While we gathered to get our adrenalin levels back to normal and eat morning tea, Jenny checked the top of the spur and did not like the look of the scrub, so we slipped off to the left on a goat track, and kept working through trees to the south of North Saddle, until we popped out next to it. Unfortunately the light southerly had brought clag in, but the very light wind made travel south easy.
We were checking the gps and looking carefully at the terrain to the east as we travelled. Franz remembered a club trip he did as a sixteen year old, led by Chris Horne, when they camped on North Saddle, in the patch of trees. The terrain and the gps did not quite agree as to our drop-off point, but Jenny reminded us that the map is not always perfect. We set off on a good footpad and were delighted that it took us all the way to .616 where we had lunch at 2 p.m. Some parts reminded us we were following a goat track and goats are shorter than people, and parts were a bit exposed, but the travel was very straightforward.

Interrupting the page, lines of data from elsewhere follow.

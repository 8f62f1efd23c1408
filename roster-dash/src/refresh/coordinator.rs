//! RefreshCoordinator: fires refresh requests and polls for their effects
//!
//! Each job runs in its own task with its own baselines, completion set
//! and deadline, so concurrent jobs never interfere. Trigger requests are
//! fire-and-forget; a failed trigger is only logged and the job simply
//! times out for that target.

use std::sync::Arc;
use std::time::Duration;

use chrono::Utc;
use roster_common::events::{AdoptOrigin, DashEvent, NoticeLevel, RefreshOutcome};
use roster_common::{Error, Result};
use tokio::sync::watch;
use tokio::task::JoinHandle;
use tokio::time::sleep;
use tracing::{debug, info, warn};
use uuid::Uuid;

use super::job::{JobState, RefreshJob};
use crate::backend::RosterBackend;
use crate::columns::RefreshSource;
use crate::reload::reload_roster;
use crate::state::SharedState;

/// Notice shown when a job gives up waiting
const TIMEOUT_NOTICE: &str = "Refresh taking longer than expected. Check back later.";

/// Snapshot of a job published after every tick
#[derive(Debug, Clone, PartialEq, Eq)]
pub struct JobProgress {
    pub state: JobState,
    pub completed: usize,
    pub targets: usize,
    pub ticks: u32,
}

impl JobProgress {
    fn of(job: &RefreshJob) -> Self {
        Self {
            state: job.state(),
            completed: job.completed_count(),
            targets: job.targets().len(),
            ticks: job.ticks(),
        }
    }
}

/// Handle to a running job
///
/// Dropping the handle does not stop polling.
#[derive(Debug)]
pub struct RefreshHandle {
    job_id: Uuid,
    progress: watch::Receiver<JobProgress>,
    task: JoinHandle<RefreshOutcome>,
}

impl RefreshHandle {
    pub fn job_id(&self) -> Uuid {
        self.job_id
    }

    /// Latest published progress
    pub fn progress(&self) -> JobProgress {
        self.progress.borrow().clone()
    }

    /// Receiver that wakes on every progress change
    pub fn watch(&self) -> watch::Receiver<JobProgress> {
        self.progress.clone()
    }

    /// Wait for the job to finish
    pub async fn wait(self) -> Result<RefreshOutcome> {
        self.task
            .await
            .map_err(|e| Error::Task(format!("Refresh job {} failed: {}", self.job_id, e)))
    }
}

#[derive(Clone)]
pub struct RefreshCoordinator {
    backend: Arc<dyn RosterBackend>,
    state: Arc<SharedState>,
    poll_interval: Duration,
    deadline: Duration,
}

impl RefreshCoordinator {
    pub fn new(
        backend: Arc<dyn RosterBackend>,
        state: Arc<SharedState>,
        poll_interval: Duration,
        deadline: Duration,
    ) -> Self {
        Self {
            backend,
            state,
            poll_interval,
            deadline,
        }
    }

    pub fn poll_interval(&self) -> Duration {
        self.poll_interval
    }

    pub fn deadline(&self) -> Duration {
        self.deadline
    }

    /// Fire one refresh request per target without awaiting them, then track
    /// completion. `source` of `None` refreshes every source.
    ///
    /// Baselines are taken from the store before any request goes out.
    pub async fn refresh(
        &self,
        targets: Vec<String>,
        source: Option<RefreshSource>,
        success_message: impl Into<String>,
    ) -> Result<RefreshHandle> {
        let job = self.begin(targets).await?;

        for name in job.targets() {
            let backend = Arc::clone(&self.backend);
            let name = name.clone();
            tokio::spawn(async move {
                if let Err(e) = backend.trigger_refresh(&name, source).await {
                    warn!(artist = %name, "Refresh request failed: {}", e);
                }
            });
        }

        Ok(self.spawn(job, success_message.into()))
    }

    /// Track targets whose refresh was already requested
    pub async fn track(
        &self,
        targets: Vec<String>,
        success_message: impl Into<String>,
    ) -> Result<RefreshHandle> {
        let job = self.begin(targets).await?;
        Ok(self.spawn(job, success_message.into()))
    }

    /// Build the job and capture its baselines from the current snapshot
    async fn begin(&self, targets: Vec<String>) -> Result<RefreshJob> {
        let mut job = RefreshJob::new(targets, self.deadline, self.poll_interval);
        if job.targets().is_empty() {
            return Err(Error::Validation("No artists to refresh".to_string()));
        }
        {
            let dash = self.state.dash.read().await;
            job.start(dash.store.all());
        }

        info!(
            job_id = %job.id(),
            targets = job.targets().len(),
            "Refresh job started"
        );
        self.state.events.emit_lossy(DashEvent::RefreshStarted {
            job_id: job.id(),
            targets: job.targets().to_vec(),
            timestamp: Utc::now(),
        });
        Ok(job)
    }

    fn spawn(&self, mut job: RefreshJob, success_message: String) -> RefreshHandle {
        let job_id = job.id();
        let (progress_tx, progress_rx) = watch::channel(JobProgress::of(&job));

        let this = self.clone();
        let task = tokio::spawn(async move {
            let outcome = this.poll(&mut job, &progress_tx, &success_message).await;

            info!(
                job_id = %job_id,
                outcome = ?outcome,
                completed = job.completed_count(),
                targets = job.targets().len(),
                "Refresh job finished"
            );
            this.state.events.emit_lossy(DashEvent::RefreshFinished {
                job_id,
                outcome,
                completed: job.completed_count(),
                targets: job.targets().len(),
                timestamp: Utc::now(),
            });
            outcome
        });

        RefreshHandle {
            job_id,
            progress: progress_rx,
            task,
        }
    }

    async fn poll(
        &self,
        job: &mut RefreshJob,
        progress: &watch::Sender<JobProgress>,
        success_message: &str,
    ) -> RefreshOutcome {
        loop {
            sleep(self.poll_interval).await;

            if job.deadline_reached() {
                job.time_out();
                let _ = progress.send(JobProgress::of(job));
                self.state.events.notify(NoticeLevel::Info, TIMEOUT_NOTICE);
                // Reload failures are reported by the reload itself
                let _ = reload_roster(&self.state, self.backend.as_ref()).await;
                return RefreshOutcome::TimedOut;
            }

            match self.backend.fetch_artists().await {
                Ok(records) => {
                    if job.observe(&records) == JobState::Completed {
                        let _ = progress.send(JobProgress::of(job));
                        self.state.adopt(records, AdoptOrigin::RefreshJob).await;
                        self.state
                            .events
                            .notify(NoticeLevel::Success, success_message);
                        return RefreshOutcome::Completed;
                    }
                    debug!(
                        job_id = %job.id(),
                        completed = job.completed_count(),
                        targets = job.targets().len(),
                        "Refresh still pending"
                    );
                }
                Err(e) if e.is_transient() => {
                    debug!(job_id = %job.id(), "Polling error, retrying: {}", e);
                }
                Err(e) => {
                    warn!(job_id = %job.id(), "Polling error: {}", e);
                }
            }

            job.advance();
            let _ = progress.send(JobProgress::of(job));
        }
    }
}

Jenny had a trace from our earlier trip, so travel down to the alpine basin was steep but steady. We retraced our steps down the Wharekauhau, reaching the cars seven and a half hours after our departure.
Jenny fell behind as we travelled back downstream. We were very excited when she caught up and showed us her photo of a footprint next to the water she had come across. We thought it looked like a kiwi.
We all felt elated with the achievement and especially pleased to have covered unrecorded territory.
(Photos by Nina, Jenny and Janette. Trace by David)
- Party members
- Franz Hubmann (leader), Jenny Mason, David McNabb, Janette Roberts (scribe), Nina Sawicki, Tim Stone.